Task statement: Determine the number of lines of the records below that include "contents". Respond with the number and no other text.
== Data supplied ==
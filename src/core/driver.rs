// src/core/driver.rs
use std::time::{Duration, Instant};

use chrono::Utc;

use crate::{
    browser::{BrowserSession, PageSignals},
    config::settings::Settings,
    diag::{self, AccountLog},
    errors::RunError,
};

const POLL_INTERVAL: Duration = Duration::from_millis(500);

#[derive(Debug, Clone, Copy)]
enum DriveState {
    Init,
    Navigate,
    Submit,
    AwaitOutcome { deadline: Instant },
    ManualWait { deadline: Instant },
    Extract,
}

// What one polling pass tells us to do next. Pure so the branching is
// testable without a browser.
#[derive(Debug, Clone, PartialEq, Eq)]
pub(crate) enum Verdict {
    CookiePresent,
    InvalidCredentials,
    CaptchaPending,
    KeepPolling,
}

// The cookie wins outright: after a human solves the CAPTCHA the iframe
// can stay attached while the session is already established, and some
// pages keep a stale error element around after a successful retry.
pub(crate) fn classify(signals: &PageSignals) -> Verdict {
    if signals.cookie.is_some() {
        return Verdict::CookiePresent;
    }
    if signals.invalid_credentials {
        return Verdict::InvalidCredentials;
    }
    if signals.captcha_visible {
        return Verdict::CaptchaPending;
    }
    Verdict::KeepPolling
}

#[derive(Debug)]
pub struct RunSuccess {
    pub arl: String,
    pub obtained_at: i64,
}

// One login attempt for one account: open an isolated browser, walk the
// login flow, wait for the cookie (or a human solving a CAPTCHA), extract
// it. Exactly one attempt; retries are the operator's call.
pub struct SessionDriver<'a> {
    settings: &'a Settings,
    log: &'a AccountLog,
    email: &'a str,
    password: &'a str,
}

impl<'a> SessionDriver<'a> {
    pub fn new(
        settings: &'a Settings,
        log: &'a AccountLog,
        email: &'a str,
        password: &'a str,
    ) -> Self {
        SessionDriver {
            settings,
            log,
            email,
            password,
        }
    }

    // Every failure is logged here, even one that happens before the
    // browser exists; the screenshot half only applies once a session is
    // open, so it lives in launch_and_drive.
    pub async fn run(&self) -> Result<RunSuccess, RunError> {
        self.log.info("🔹 starting session");
        let result = self.launch_and_drive().await;
        if let Err(err) = &result {
            self.log.error(&format!("❌ session failed: {}", err));
        }
        result
    }

    async fn launch_and_drive(&self) -> Result<RunSuccess, RunError> {
        let profile_dir = diag::profile_dir(self.email)
            .map_err(|e| RunError::Browser(format!("could not create profile dir: {}", e)))?;
        let session = BrowserSession::launch(&profile_dir, self.settings.headless).await?;

        let result = self.drive(&session).await;
        if let Err(err) = &result {
            self.capture(&session, err.tag()).await;
        }
        session.close().await;
        result
    }

    async fn drive(&self, session: &BrowserSession) -> Result<RunSuccess, RunError> {
        let mut state = DriveState::Init;
        let mut reached_logged_in = false;

        loop {
            log::debug!("session {} state={:?}", self.email, state);
            state = match state {
                DriveState::Init => DriveState::Navigate,

                DriveState::Navigate => {
                    session
                        .goto(&self.settings.login_url, self.settings.nav_timeout)
                        .await?;

                    // A leftover profile may still be logged in; start clean
                    // so the extracted cookie belongs to this run.
                    if let Some(url) = session.current_url().await {
                        if url.starts_with(&self.settings.logged_in_url) {
                            self.log.info("🔄 existing session detected, clearing cookies");
                            session.clear_cookies().await?;
                            session
                                .goto(&self.settings.login_url, self.settings.nav_timeout)
                                .await?;
                        }
                    }
                    self.log.info("🌐 login page loaded");

                    if session.accept_cookie_banner().await {
                        self.log.info("✅ cookie banner accepted");
                    }
                    DriveState::Submit
                }

                DriveState::Submit => {
                    session
                        .fill_login_form(self.email, self.password)
                        .await?;
                    self.log.info("🔄 credentials submitted");
                    DriveState::AwaitOutcome {
                        deadline: Instant::now() + self.settings.outcome_timeout,
                    }
                }

                DriveState::AwaitOutcome { deadline }
                | DriveState::ManualWait { deadline } => {
                    let manual = matches!(state, DriveState::ManualWait { .. });
                    let signals = session
                        .probe(&self.settings.cookie_name, &self.settings.logged_in_url)
                        .await?;
                    if signals.logged_in {
                        reached_logged_in = true;
                    }

                    match classify(&signals) {
                        Verdict::CookiePresent => DriveState::Extract,
                        Verdict::InvalidCredentials => return Err(RunError::InvalidCredentials),
                        Verdict::CaptchaPending if !manual => {
                            // First sighting: surface the browser to the human
                            // and widen the window to the manual budget.
                            self.log
                                .warn("🛡️ CAPTCHA detected - waiting for manual resolution");
                            self.capture(session, "captcha_detected").await;
                            DriveState::ManualWait {
                                deadline: Instant::now() + self.settings.captcha_wait,
                            }
                        }
                        Verdict::CaptchaPending | Verdict::KeepPolling => {
                            // Slow page or pending human: keep polling until
                            // the window elapses, never fail early.
                            self.wait_or_bail(deadline, manual, reached_logged_in)
                                .await?;
                            state
                        }
                    }
                }

                DriveState::Extract => {
                    match session.cookie_value(&self.settings.cookie_name).await? {
                        Some(arl) => {
                            let preview: String = arl.chars().take(15).collect();
                            self.log
                                .info(&format!("🔑 {} cookie obtained: {}...", self.settings.cookie_name, preview));
                            return Ok(RunSuccess {
                                arl,
                                obtained_at: Utc::now().timestamp(),
                            });
                        }
                        // Seen once between probe and extract: cookie expired
                        // or got rewritten under us. Treat like any other
                        // missing-cookie terminal.
                        None => {
                            return Err(RunError::CookieNotFound(
                                self.settings.cookie_name.clone(),
                            ))
                        }
                    }
                }
            };
        }
    }

    async fn wait_or_bail(
        &self,
        deadline: Instant,
        captcha_seen: bool,
        reached_logged_in: bool,
    ) -> Result<(), RunError> {
        if Instant::now() >= deadline {
            return Err(timeout_error(
                captcha_seen,
                reached_logged_in,
                &self.settings.cookie_name,
            ));
        }
        tokio::time::sleep(POLL_INTERVAL).await;
        Ok(())
    }

    async fn capture(&self, session: &BrowserSession, name: &str) {
        match diag::screenshot_path(self.email, name) {
            Ok(path) => match session.screenshot_to(&path).await {
                Ok(()) => self.log.info(&format!("📸 screenshot: {}", path.display())),
                Err(err) => self.log.warn(&format!("screenshot failed: {}", err)),
            },
            Err(err) => self.log.warn(&format!("screenshot path failed: {}", err)),
        }
    }
}

// Which terminal error a lapsed window maps to depends on what we saw on
// the way: a pending CAPTCHA is the human's timeout, a logged-in page
// without the cookie points at a site contract change.
fn timeout_error(captcha_seen: bool, reached_logged_in: bool, cookie_name: &str) -> RunError {
    if captcha_seen {
        RunError::CaptchaTimeout
    } else if reached_logged_in {
        RunError::CookieNotFound(cookie_name.to_string())
    } else {
        RunError::OutcomeTimeout
    }
}

#[cfg(test)]
mod tests {
    use super::*;

    fn signals(
        cookie: Option<&str>,
        captcha_visible: bool,
        invalid_credentials: bool,
    ) -> PageSignals {
        PageSignals {
            cookie: cookie.map(str::to_string),
            captcha_visible,
            invalid_credentials,
            logged_in: false,
        }
    }

    #[test]
    fn cookie_wins_even_after_captcha_detour() {
        // the recaptcha iframe often stays attached after manual resolution
        let s = signals(Some("tok"), true, false);
        assert_eq!(classify(&s), Verdict::CookiePresent);
    }

    #[test]
    fn invalid_credentials_beats_captcha() {
        let s = signals(None, true, true);
        assert_eq!(classify(&s), Verdict::InvalidCredentials);
    }

    #[test]
    fn captcha_alone_means_manual_wait() {
        let s = signals(None, true, false);
        assert_eq!(classify(&s), Verdict::CaptchaPending);
    }

    #[test]
    fn absent_signals_keep_polling() {
        let s = signals(None, false, false);
        assert_eq!(classify(&s), Verdict::KeepPolling);
    }

    #[tokio::test]
    async fn failure_before_launch_still_writes_an_error_log_line() {
        let tmp = tempfile::tempdir().unwrap();
        let log = AccountLog::new_in(tmp.path(), "broken@x.com");
        let settings = Settings::from_env();
        // interior NUL makes the profile dir impossible to create, failing
        // the run before any browser exists
        let driver = SessionDriver::new(&settings, &log, "broken\0@x.com", "pw");

        let err = driver.run().await.unwrap_err();
        assert!(matches!(err, RunError::Browser(_)));

        let contents =
            std::fs::read_to_string(tmp.path().join("broken_x.com").join("logs.txt")).unwrap();
        assert!(contents.contains("INFO - 🔹 starting session"));
        assert!(contents
            .lines()
            .any(|line| line.contains("ERROR") && line.contains("session failed")));
    }

    #[test]
    fn timeout_classification_depends_on_history() {
        assert!(matches!(
            timeout_error(true, false, "arl"),
            RunError::CaptchaTimeout
        ));
        assert!(matches!(
            timeout_error(true, true, "arl"),
            RunError::CaptchaTimeout
        ));
        assert!(matches!(
            timeout_error(false, true, "arl"),
            RunError::CookieNotFound(name) if name == "arl"
        ));
        assert!(matches!(
            timeout_error(false, false, "arl"),
            RunError::OutcomeTimeout
        ));
    }
}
===
Your response: 3